“Wonderful,” she said, smiling benevolently at her sister-in-law, and possibly much too widely. She remembered that Khaled had once suggested that Amira needed feminine guidance, and tried to look like someone who might offer such a thing. “Everything is absolutely wonderful.”
Amira sniffed. “That doesn’t sound much like the Khaled I know.”
“Why don’t you tell me about that Khaled, then?” Cleo asked brightly. She assured herself that she was simply diverting her sister-in-law’s teenage spleen, not pathetically digging for scraps of information on a man she barely knew, yet happened to be married to anyway.
“Khaled is the sultan,” Amira said bitterly. “The end.”
“You understand that he has a tremendous amount of responsibility—”
Amira blew out an aggrieved sigh, cutting Cleo off.
“I understand that he will do anything for Jhurat. Do you think he would have married you if he didn’t get something from it? That’s the way he is. If you cease to be of use, you cease to exist. Trust me, Cleo. I know.”
“There is more to life than responsibility,” Cleo said gently. “Even for a sultan.”
Her sister-in-law looked scornful for a moment—then her expression shifted into something Cleo was terrified to identify, it looked so much like pity.
“Not for Khaled,” she said, and her voice was almost kind. “He is Jhurat, and it will kill him, the same way it killed our mother. It took our father’s mind, turned cousin against cousin and caused our family endless misery. He is cursed. You should know that better than anyone, Cleo.”
“Maybe you don’t know your brother as well as you think,” Cleo said staunchly, but her fingers gripped her fork too tightly, and her eggs had gone cold.

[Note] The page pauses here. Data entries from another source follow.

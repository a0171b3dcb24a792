//! Model selection command

use colloquy_ai::{GigaChatModel, Provider};

use super::CommandResult;

/// Well-known YandexGPT model names. Full `gpt://` URIs are accepted too.
const YANDEX_MODELS: &[&str] = &["yandexgpt/rc", "yandexgpt/latest", "yandexgpt-lite/latest"];

pub struct ModelCommand;

impl ModelCommand {
    pub fn execute(args: &str, provider: Provider, current: &str) -> CommandResult {
        if args.is_empty() {
            return CommandResult::Message(Self::show(provider, current));
        }

        match provider {
            Provider::GigaChat => {
                // Unknown ids would silently fall back to the base model on the wire
                match GigaChatModel::all()
                    .into_iter()
                    .find(|m| m.id().eq_ignore_ascii_case(args))
                {
                    Some(model) => CommandResult::SetModel(model.id().to_string()),
                    None => CommandResult::Message(format!(
                        "Unknown GigaChat model: {}\n{}",
                        args,
                        Self::show(provider, current)
                    )),
                }
            }
            Provider::Yandex => CommandResult::SetModel(args.to_string()),
        }
    }

    fn known_models(provider: Provider) -> Vec<&'static str> {
        match provider {
            Provider::GigaChat => GigaChatModel::all().iter().map(|m| m.id()).collect(),
            Provider::Yandex => YANDEX_MODELS.to_vec(),
        }
    }

    fn show(provider: Provider, current: &str) -> String {
        let mut lines = vec![format!("Model: {} ({})", current, provider)];
        lines.push(String::new());
        lines.push("Known models:".to_string());
        for model in Self::known_models(provider) {
            let marker = if model.eq_ignore_ascii_case(current) { "*" } else { " " };
            lines.push(format!("  {} {}", marker, model));
        }
        lines.push(String::new());
        lines.push("Usage: /model <name>".to_string());
        lines.join("\n")
    }
}

#[cfg(test)]
mod tests {
    use super::*;

    #[test]
    fn test_gigachat_model_normalized() {
        assert_eq!(
            ModelCommand::execute("gigachat-2-max", Provider::GigaChat, "GigaChat-2"),
            CommandResult::SetModel("GigaChat-2-Max".to_string())
        );
    }

    #[test]
    fn test_gigachat_unknown_model_rejected() {
        let result = ModelCommand::execute("gpt-4", Provider::GigaChat, "GigaChat-2");
        assert!(matches!(result, CommandResult::Message(msg) if msg.contains("Unknown GigaChat model")));
    }

    #[test]
    fn test_yandex_accepts_any_model() {
        assert_eq!(
            ModelCommand::execute("gpt://b1g/yandexgpt/rc", Provider::Yandex, "yandexgpt/rc"),
            CommandResult::SetModel("gpt://b1g/yandexgpt/rc".to_string())
        );
    }

    #[test]
    fn test_show_lists_provider_models() {
        let CommandResult::Message(msg) = ModelCommand::execute("", Provider::GigaChat, "GigaChat-2-Pro")
        else {
            panic!("expected message");
        };
        assert!(msg.contains("* GigaChat-2-Pro"));
        assert!(msg.contains("GigaChat-2-Max"));
    }
}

“And maybe you don’t know him at all,” Amira replied, and the worst part was, there wasn’t a trace of her usual biting tone when she said it.
CHAPTER SIX
SEVERAL EVENINGS LATER, Cleo finally had a night to herself. She left the judgmental Margery behind down in the office, made her serene way up to her suite and then locked herself away in the luxurious and sprawling rooms that were her only private space. There was no one to watch her smile and comment on its brightness here, or compare it to last week’s smiles and decide that any deviation meant she was carrying twins.
Cleo didn’t feel much like smiling when she was finally alone. Even so, she refused to succumb to that rolling, twisting, terrible thing inside her, black like ink and covered in spikes. She wouldn’t listen to those voices in her head whispering that of course Amira had been right at breakfast the other day. That everyone had been right.
That deny it all she might, she’d made a terrible mistake.
You will not cry, she ordered herself harshly.
Cleo stripped herself of her latest breathlessly chic clothes—all of which Margery had chosen and Karima had laid out for her without any input from Cleo—and pulled on the silk wrapper that she now wore in place of any comfortable lounging clothes. It took her a few moments and the use of a heavy footstool she had to drag in from the bedroom, but she managed to climb up to the farthest shelf in the large and airy adjoining room that was her closet and pull down her battered backpack from its hiding place.
She let that black, spiked thing crash through her then, as she held the beat-up old pack to her like a security blanket. The sudden, deep heaviness almost knocked her from her feet, so hard and fast did it drop through her.
But she was fiercely happy that she’d insisted Karima pack the bag away instead of getting rid of it altogether. She unzipped it now, pretending she didn’t notice how her heart was pounding, and smiled at all the too-familiar things packed inside. All her travel clothes. The clothes she’d bought while she was in the U.K., gradually phasing out all the things that reminded her of home and Brian and that whole part of her life and replacing them with things that had made her feel intrepid and brave. Like the world traveler she’d wanted to be, sophisticated and jaded and unlikely to be fooled by anyone ever again.
The clothes she hadn’t worn since she’d come to Jhurat. When she’d traded one adventure for another, one identity for the next, with a whole new wardrobe to go with it.
As though she was nothing but a chameleon. Like none of this was real—it was merely one more change of clothes.
Cleo slung the pack into a corner even though she knew she’d have to put it back where she’d found it if she didn’t want Karima to notice what she’d been up to, but frowned when it thunked against the wall. She went over and crouched down, rifling through the pockets until she found what had made the noise.